use serde::{Deserialize, Serialize};
use serde_json::Value;

use super::{Record, integral, number_field, object, string_field};

/// Smallest MTU every IPv4 host must accept.
pub const MTU_MIN: u32 = 576;
/// Largest MTU; Ethernet payload size.
pub const MTU_MAX: u32 = 1500;

/// The capture interface and the MTU to run the engine with.
#[derive(Debug, Clone, PartialEq, Eq, Serialize, Deserialize)]
pub struct Interface {
    /// Backend-reported device identifier.
    pub interface: String,
    pub mtu: u32,
}

impl Interface {
    pub fn new(interface: impl Into<String>, mtu: u32) -> Self {
        Self {
            interface: interface.into(),
            mtu,
        }
    }
}

impl Record for Interface {
    const SLOT: &'static str = "interface";

    fn validate(&self) -> bool {
        !self.interface.is_empty() && (MTU_MIN..=MTU_MAX).contains(&self.mtu)
    }

    fn from_untyped(value: &Value) -> Option<Self> {
        let obj = object(value)?;
        let interface = string_field(obj, "interface")?;
        let mtu = number_field(obj, "mtu")?;
        // A number of the wrong kind passes the type check but can never
        // validate: fractional or out of range.
        let mtu = u32::try_from(integral(mtu)?).ok()?;
        Self::new(interface, mtu).checked()
    }
}

#[cfg(test)]
#[allow(clippy::unwrap_used)]
mod tests {
    use serde_json::json;

    use super::*;

    #[test]
    fn mtu_bounds_are_inclusive() {
        let at = |mtu: u32| Interface::from_untyped(&json!({ "interface": "eth0", "mtu": mtu }));
        assert!(at(575).is_none());
        assert!(at(576).is_some());
        assert_eq!(at(1500), Some(Interface::new("eth0", 1500)));
        assert!(at(1501).is_none());
    }

    #[test]
    fn fractional_and_negative_mtu_rejected() {
        assert!(Interface::from_untyped(&json!({ "interface": "eth0", "mtu": 900.5 })).is_none());
        assert!(Interface::from_untyped(&json!({ "interface": "eth0", "mtu": -1400 })).is_none());
        assert_eq!(
            Interface::from_untyped(&json!({ "interface": "eth0", "mtu": 1400.0 })),
            Some(Interface::new("eth0", 1400))
        );
    }

    #[test]
    fn mistyped_fields_rejected() {
        assert!(Interface::from_untyped(&json!({ "interface": "eth0", "mtu": "1400" })).is_none());
        assert!(Interface::from_untyped(&json!({ "interface": 7, "mtu": 1400 })).is_none());
        assert!(Interface::from_untyped(&json!({ "mtu": 1400 })).is_none());
        assert!(Interface::from_untyped(&json!([1, 2])).is_none());
    }

    #[test]
    fn empty_name_rejected() {
        assert!(!Interface::new("", 1400).validate());
        assert!(Interface::from_untyped(&json!({ "interface": "", "mtu": 1400 })).is_none());
    }

    #[test]
    fn serializes_pretty_in_field_order() {
        insta::assert_snapshot!(Interface::new("eth0", 1400).to_json_pretty(), @r#"
        {
          "interface": "eth0",
          "mtu": 1400
        }
        "#);
    }

    #[test]
    fn round_trips_across_valid_range() {
        for name in ["eth0", "\\Device\\NPF_{3F2504E0}", "en0 (Wi-Fi)"] {
            for mtu in [MTU_MIN, 1000, 1492, MTU_MAX] {
                let inter = Interface::new(name, mtu);
                assert_eq!(Interface::parse(&inter.to_json_pretty()), Some(inter));
            }
        }
    }

    #[test]
    fn garbage_text_is_absent() {
        assert!(Interface::parse("{not json").is_none());
        assert!(Interface::parse("").is_none());
        assert!(Interface::parse("null").is_none());
    }
}
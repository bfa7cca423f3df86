use std::future::Future;

use crate::error::Error;
use crate::types::{Request, Response};

/// Anything that can execute a backend command.
///
/// The production implementation is [`HttpBackend`](crate::HttpBackend);
/// tests substitute in-process fakes. Implementations perform no validation
/// of the request and must return a [`Response`] matching
/// [`Request::command`].
pub trait Backend: Send + Sync + 'static {
    fn invoke(&self, request: Request) -> impl Future<Output = Result<Response, Error>> + Send;
}
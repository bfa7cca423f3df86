//! Welcome stage: what the tool does and where it keeps things.

use ratatui::Frame;
use ratatui::layout::{Alignment, Constraint, Layout, Rect};
use ratatui::text::{Line, Span};
use ratatui::widgets::{Paragraph, Wrap};

use super::{StartupInfo, screen_block};
use crate::component::Component;
use crate::theme;

pub struct WelcomeScreen {
    info: StartupInfo,
}

impl WelcomeScreen {
    pub fn new(info: StartupInfo) -> Self {
        Self { info }
    }
}

impl Component for WelcomeScreen {
    fn render(&self, frame: &mut Frame, area: Rect) {
        let block = screen_block("Welcome");
        let inner = block.inner(area);
        frame.render_widget(block, area);

        let layout = Layout::vertical([
            Constraint::Length(2),
            Constraint::Length(5),
            Constraint::Min(0),
        ])
        .split(inner);

        frame.render_widget(
            Paragraph::new(Span::styled("pcap2socks", theme::title_style()))
                .alignment(Alignment::Center),
            layout[0],
        );

        let intro = vec![
            Line::from(Span::styled(
                "Redirect the traffic of a device on your network, such as a game",
                theme::text(),
            )),
            Line::from(Span::styled(
                "console, through a SOCKS proxy. Pick the interface it is reachable",
                theme::text(),
            )),
            Line::from(Span::styled(
                "on, describe the device, point at the proxy, then run.",
                theme::text(),
            )),
        ];
        frame.render_widget(
            Paragraph::new(intro)
                .alignment(Alignment::Center)
                .wrap(Wrap { trim: true }),
            layout[1],
        );

        let detail = |label: &'static str, value: String| {
            Line::from(vec![
                Span::styled(format!("  {label:<16}"), theme::muted()),
                Span::styled(value, theme::text()),
            ])
        };
        let details = vec![
            detail("Backend", self.info.endpoint.clone()),
            detail("Saved settings", self.info.data_dir.display().to_string()),
            detail("Proxy file", self.info.exchange_dir.display().to_string()),
        ];
        frame.render_widget(Paragraph::new(details), layout[2]);
    }

    fn id(&self) -> &str {
        "welcome"
    }
}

# # # # # # #

◆ TASK BRIEF:
Nothing should be changed: write out all of the data as is.

◆ EXERCISE RESPONSE:
use serde::{Deserialize, Serialize};
use serde_json::Value;

use super::{Record, integral, number_field, object, string_field};

/// Smallest MTU every IPv4 host must accept.
pub const MTU_MIN: u32 = 576;
/// Largest MTU; Ethernet payload size.
pub const MTU_MAX: u32 = 1500;

/// The capture interface and the MTU to run the engine with.
#[derive(Debug, Clone, PartialEq, Eq, Serialize, Deserialize)]
pub struct Interface {
    /// Backend-reported device identifier.
    pub interface: String,
    pub mtu: u32,
}

impl Interface {
    pub fn new(interface: impl Into<String>, mtu: u32) -> Self {
        Self {
            interface: interface.into(),
            mtu,
        }
    }
}

impl Record for Interface {
    const SLOT: &'static str = "interface";

    fn validate(&self) -> bool {
        !self.interface.is_empty() && (MTU_MIN..=MTU_MAX).contains(&self.mtu)
    }

    fn from_untyped(value: &Value) -> Option<Self> {
        let obj = object(value)?;
        let interface = string_field(obj, "interface")?;
        let mtu = number_field(obj, "mtu")?;
        // A number of the wrong kind passes the type check but can never
        // validate: fractional or out of range.
        let mtu = u32::try_from(integral(mtu)?).ok()?;
        Self::new(interface, mtu).checked()
    }
}

#[cfg(test)]
#[allow(clippy::unwrap_used)]
mod tests {
    use serde_json::json;

    use super::*;

    #[test]
    fn mtu_bounds_are_inclusive() {
        let at = |mtu: u32| Interface::from_untyped(&json!({ "interface": "eth0", "mtu": mtu }));
        assert!(at(575).is_none());
        assert!(at(576).is_some());
        assert_eq!(at(1500), Some(Interface::new("eth0", 1500)));
        assert!(at(1501).is_none());
    }

    #[test]
    fn fractional_and_negative_mtu_rejected() {
        assert!(Interface::from_untyped(&json!({ "interface": "eth0", "mtu": 900.5 })).is_none());
        assert!(Interface::from_untyped(&json!({ "interface": "eth0", "mtu": -1400 })).is_none());
        assert_eq!(
            Interface::from_untyped(&json!({ "interface": "eth0", "mtu": 1400.0 })),
            Some(Interface::new("eth0", 1400))
        );
    }

    #[test]
    fn mistyped_fields_rejected() {
        assert!(Interface::from_untyped(&json!({ "interface": "eth0", "mtu": "1400" })).is_none());
        assert!(Interface::from_untyped(&json!({ "interface": 7, "mtu": 1400 })).is_none());
        assert!(Interface::from_untyped(&json!({ "mtu": 1400 })).is_none());
        assert!(Interface::from_untyped(&json!([1, 2])).is_none());
    }

    #[test]
    fn empty_name_rejected() {
        assert!(!Interface::new("", 1400).validate());
        assert!(Interface::from_untyped(&json!({ "interface": "", "mtu": 1400 })).is_none());
    }

    #[test]
    fn serializes_pretty_in_field_order() {
        insta::assert_snapshot!(Interface::new("eth0", 1400).to_json_pretty(), @r#"
        {
          "interface": "eth0",
          "mtu": 1400
        }
        "#);
    }

    #[test]
    fn round_trips_across_valid_range() {
        for name in ["eth0", "\\Device\\NPF_{3F2504E0}", "en0 (Wi-Fi)"] {
            for mtu in [MTU_MIN, 1000, 1492, MTU_MAX] {
                let inter = Interface::new(name, mtu);
                assert_eq!(Interface::parse(&inter.to_json_pretty()), Some(inter));
            }
        }
    }

    #[test]
    fn garbage_text_is_absent() {
        assert!(Interface::parse("{not json").is_none());
        assert!(Interface::parse("").is_none());
        assert!(Interface::parse("null").is_none());
    }
}
repository bfa7cca423f3df86
use std::future::Future;

use crate::error::Error;
use crate::types::{Request, Response};

/// Anything that can execute a backend command.
///
/// The production implementation is [`HttpBackend`](crate::HttpBackend);
/// tests substitute in-process fakes. Implementations perform no validation
/// of the request and must return a [`Response`] matching
/// [`Request::command`].
pub trait Backend: Send + Sync + 'static {
    fn invoke(&self, request: Request) -> impl Future<Output = Result<Response, Error>> + Send;
}
repository bfa7cca423f3df86
//! Welcome stage: what the tool does and where it keeps things.

use ratatui::Frame;
use ratatui::layout::{Alignment, Constraint, Layout, Rect};
use ratatui::text::{Line, Span};
use ratatui::widgets::{Paragraph, Wrap};

use super::{StartupInfo, screen_block};
use crate::component::Component;
use crate::theme;

pub struct WelcomeScreen {
    info: StartupInfo,
}

impl WelcomeScreen {
    pub fn new(info: StartupInfo) -> Self {
        Self { info }
    }
}

impl Component for WelcomeScreen {
    fn render(&self, frame: &mut Frame, area: Rect) {
        let block = screen_block("Welcome");
        let inner = block.inner(area);
        frame.render_widget(block, area);

        let layout = Layout::vertical([
            Constraint::Length(2),
            Constraint::Length(5),
            Constraint::Min(0),
        ])
        .split(inner);

        frame.render_widget(
            Paragraph::new(Span::styled("pcap2socks", theme::title_style()))
                .alignment(Alignment::Center),
            layout[0],
        );

        let intro = vec![
            Line::from(Span::styled(
                "Redirect the traffic of a device on your network, such as a game",
                theme::text(),
            )),
            Line::from(Span::styled(
                "console, through a SOCKS proxy. Pick the interface it is reachable",
                theme::text(),
            )),
            Line::from(Span::styled(
                "on, describe the device, point at the proxy, then run.",
                theme::text(),
            )),
        ];
        frame.render_widget(
            Paragraph::new(intro)
                .alignment(Alignment::Center)
                .wrap(Wrap { trim: true }),
            layout[1],
        );

        let detail = |label: &'static str, value: String| {
            Line::from(vec![
                Span::styled(format!("  {label:<16}"), theme::muted()),
                Span::styled(value, theme::text()),
            ])
        };
        let details = vec![
            detail("Backend", self.info.endpoint.clone()),
            detail("Saved settings", self.info.data_dir.display().to_string()),
            detail("Proxy file", self.info.exchange_dir.display().to_string()),
        ];
        frame.render_widget(Paragraph::new(details), layout[2]);
    }

    fn id(&self) -> &str {
        "welcome"
    }
}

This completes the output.